Start of Exercise inputs

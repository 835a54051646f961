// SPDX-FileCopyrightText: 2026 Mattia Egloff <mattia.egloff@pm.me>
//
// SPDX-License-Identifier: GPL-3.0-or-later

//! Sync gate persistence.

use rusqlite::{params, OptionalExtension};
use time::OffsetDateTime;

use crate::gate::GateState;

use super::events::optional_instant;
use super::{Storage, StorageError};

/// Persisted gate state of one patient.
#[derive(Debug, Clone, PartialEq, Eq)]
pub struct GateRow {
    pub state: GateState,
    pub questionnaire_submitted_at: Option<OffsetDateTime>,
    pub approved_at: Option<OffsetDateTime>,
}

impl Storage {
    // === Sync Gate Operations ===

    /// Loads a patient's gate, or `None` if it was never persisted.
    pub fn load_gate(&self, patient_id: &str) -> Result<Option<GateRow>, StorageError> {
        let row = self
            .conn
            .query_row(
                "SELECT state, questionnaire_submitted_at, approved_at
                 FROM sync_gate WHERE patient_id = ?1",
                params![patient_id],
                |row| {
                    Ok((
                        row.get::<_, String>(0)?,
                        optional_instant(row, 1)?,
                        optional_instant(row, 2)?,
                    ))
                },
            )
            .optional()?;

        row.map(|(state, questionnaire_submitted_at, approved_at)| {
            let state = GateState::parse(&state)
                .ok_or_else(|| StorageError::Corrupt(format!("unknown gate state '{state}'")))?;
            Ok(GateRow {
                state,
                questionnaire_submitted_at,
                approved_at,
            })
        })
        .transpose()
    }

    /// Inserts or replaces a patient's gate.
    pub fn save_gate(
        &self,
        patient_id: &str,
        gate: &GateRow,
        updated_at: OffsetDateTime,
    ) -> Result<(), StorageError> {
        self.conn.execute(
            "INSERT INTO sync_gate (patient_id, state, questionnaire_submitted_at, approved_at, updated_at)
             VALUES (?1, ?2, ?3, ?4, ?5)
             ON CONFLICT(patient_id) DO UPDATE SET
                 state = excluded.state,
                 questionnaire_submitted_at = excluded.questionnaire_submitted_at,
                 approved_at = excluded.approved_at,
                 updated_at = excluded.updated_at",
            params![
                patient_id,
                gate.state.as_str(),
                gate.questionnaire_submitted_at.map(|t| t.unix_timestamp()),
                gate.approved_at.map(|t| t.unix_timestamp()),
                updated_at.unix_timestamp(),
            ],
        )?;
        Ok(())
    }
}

End of Exercise inputs

Reproduce every line above. Keep it exact.

### Task result
repository 835a54051646f961
// SPDX-FileCopyrightText: 2026 Mattia Egloff <mattia.egloff@pm.me>
//
// SPDX-License-Identifier: GPL-3.0-or-later

//! Sync gate persistence.

use rusqlite::{params, OptionalExtension};
use time::OffsetDateTime;

use crate::gate::GateState;

use super::events::optional_instant;
use super::{Storage, StorageError};

/// Persisted gate state of one patient.
#[derive(Debug, Clone, PartialEq, Eq)]
pub struct GateRow {
    pub state: GateState,
    pub questionnaire_submitted_at: Option<OffsetDateTime>,
    pub approved_at: Option<OffsetDateTime>,
}

impl Storage {
    // === Sync Gate Operations ===

    /// Loads a patient's gate, or `None` if it was never persisted.
    pub fn load_gate(&self, patient_id: &str) -> Result<Option<GateRow>, StorageError> {
        let row = self
            .conn
            .query_row(
                "SELECT state, questionnaire_submitted_at, approved_at
                 FROM sync_gate WHERE patient_id = ?1",
                params![patient_id],
                |row| {
                    Ok((
                        row.get::<_, String>(0)?,
                        optional_instant(row, 1)?,
                        optional_instant(row, 2)?,
                    ))
                },
            )
            .optional()?;

        row.map(|(state, questionnaire_submitted_at, approved_at)| {
            let state = GateState::parse(&state)
                .ok_or_else(|| StorageError::Corrupt(format!("unknown gate state '{state}'")))?;
            Ok(GateRow {
                state,
                questionnaire_submitted_at,
                approved_at,
            })
        })
        .transpose()
    }

    /// Inserts or replaces a patient's gate.
    pub fn save_gate(
        &self,
        patient_id: &str,
        gate: &GateRow,
        updated_at: OffsetDateTime,
    ) -> Result<(), StorageError> {
        self.conn.execute(
            "INSERT INTO sync_gate (patient_id, state, questionnaire_submitted_at, approved_at, updated_at)
             VALUES (?1, ?2, ?3, ?4, ?5)
             ON CONFLICT(patient_id) DO UPDATE SET
                 state = excluded.state,
                 questionnaire_submitted_at = excluded.questionnaire_submitted_at,
                 approved_at = excluded.approved_at,
                 updated_at = excluded.updated_at",
            params![
                patient_id,
                gate.state.as_str(),
                gate.questionnaire_submitted_at.map(|t| t.unix_timestamp()),
                gate.approved_at.map(|t| t.unix_timestamp()),
                updated_at.unix_timestamp(),
            ],
        )?;
        Ok(())
    }
}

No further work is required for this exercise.